Boost logo

Boost :

From: Robert Bell (belvis_at_[hidden])
Date: 2004-04-06 13:22:45


Ferdinand Prantl wrote:
> Hello,
>
>
>>From: Vladimir Prus [mailto:ghost_at_[hidden]]
>>
>>
>>>glib did a very good
>>>implementation of UTF-8 handling and Glibmm is a well done
>>
>>C++ wrapper
>>
>>>but it lacks the "standardness". Something like
>>
>>boost::ustring COULD
>>
>>>bring a widely accepted UTF-8 aware unicode string to C++
>>
>>programmers.
>>
>>>A somewhat relieving thought.
>>
>>I am not exactly sure if UTF-8 or UCS-4 is better as
>>universal solution, but some solution is surely needed.
>
>
> I am afraid there is no universal solution for all users. The easiest
> solution is based on the native basic_string<>, which is specialized for
> char (8-bit) to support ASCII/ANSI encodings and for wchar_t (16-bit)
> usually used for UCS-2 encoded strings.
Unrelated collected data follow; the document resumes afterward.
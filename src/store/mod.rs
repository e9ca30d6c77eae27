//! Record storage - a document store abstraction and the client adapter over it.
//!
//! ## Architecture
//!
//! ```text
//! ┌─────────────────────────────────────────────────────────────┐
//! │                 ClientRepository (adapter)                  │
//! │  get / search / insert / apply_patch                        │
//! │  StoreError  ──►  GatewayError                              │
//! └─────────────────────────────────────────────────────────────┘
//!                            │
//!                            ▼
//! ┌─────────────────────────────────────────────────────────────┐
//! │                   DocumentStore trait                        │
//! │  find_one / find / insert_one / update_one                  │
//! └─────────────────────────────────────────────────────────────┘
//!          │                                      │
//!          ▼                                      ▼
//! ┌───────────────────────┐          ┌──────────────────────────┐
//! │ InMemoryDocumentStore │          │ MongoDB / other drivers  │
//! │      (included)       │          │        (external)        │
//! └───────────────────────┘          └──────────────────────────┘
//! ```

mod in_memory;
mod repository;

use std::fmt;

use regex::Regex;
use serde_json::{Map, Value};

pub use in_memory::{InMemoryDocumentStore, StoreStats};
pub use repository::ClientRepository;

/// A stored document: a JSON object keyed by field name.
pub type Document = Map<String, Value>;

/// Primary-key field of every document.
pub const ID_FIELD: &str = "_id";

/// A filter matching documents whose string `field` matches `pattern`.
#[derive(Debug, Clone)]
pub struct FieldMatch {
    pub field: String,
    pub pattern: Regex,
}

impl FieldMatch {
    pub fn new(field: impl Into<String>, pattern: Regex) -> Self {
        Self {
            field: field.into(),
            pattern,
        }
    }

    pub fn matches(&self, document: &Document) -> bool {
        document
            .get(&self.field)
            .and_then(Value::as_str)
            .is_some_and(|value| self.pattern.is_match(value))
    }
}

/// Error reported by a document store driver.
#[derive(Debug, Clone, PartialEq, Eq)]
pub enum StoreError {
    /// The store could not be reached.
    ConnectionFailure(String),
    /// The operation did not complete in time.
    Timeout(String),
    /// A document with the same id already exists.
    DuplicateKey { collection: String, id: String },
    /// A document could not be encoded or decoded.
    Serde(String),
}

impl fmt::Display for StoreError {
    fn fmt(&self, f: &mut fmt::Formatter<'_>) -> fmt::Result {
        match self {
            StoreError::ConnectionFailure(msg) => write!(f, "connection failure: {}", msg),
            StoreError::Timeout(msg) => write!(f, "operation timed out: {}", msg),
            StoreError::DuplicateKey { collection, id } => {
                write!(f, "duplicate key {}:{}", collection, id)
            }
            StoreError::Serde(msg) => write!(f, "document serialization error: {}", msg),
        }
    }
}

impl std::error::Error for StoreError {}

/// Document store driver.
///
/// Operations are atomic per document; nothing here spans documents.
pub trait DocumentStore: Send + Sync {
    /// Fetch the document whose primary key is `id`.
    fn find_one(&self, collection: &str, id: &str) -> Result<Option<Document>, StoreError>;

    /// Fetch up to `limit` documents matching `filter`, in insertion order.
    fn find(
        &self,
        collection: &str,
        filter: &FieldMatch,
        limit: usize,
    ) -> Result<Vec<Document>, StoreError>;

    /// Insert a new document. The primary key must be present and unused.
    fn insert_one(&self, collection: &str, document: Document) -> Result<(), StoreError>;

    /// Merge `set` into the document with primary key `id`.
    ///
    /// Returns whether a document matched. A missing id is not an error and
    /// does not create a document.
    fn update_one(&self, collection: &str, id: &str, set: Document) -> Result<bool, StoreError>;
}
//! Gateway integration tests.

mod direct;
mod eventing;
mod support;

#[cfg(feature = "http")]
mod http;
UCS-4 (32-bit) encoding would
> require another basic_string<> specialization.
>
> UCS-2 held all characters in Unicode 1.1, There was a need for more unique
> numbers and UCS-4 was introduced in Unicode 2.0. Unfortunately there is no
> 4-byte character specialization for basic_string<> in STL yet.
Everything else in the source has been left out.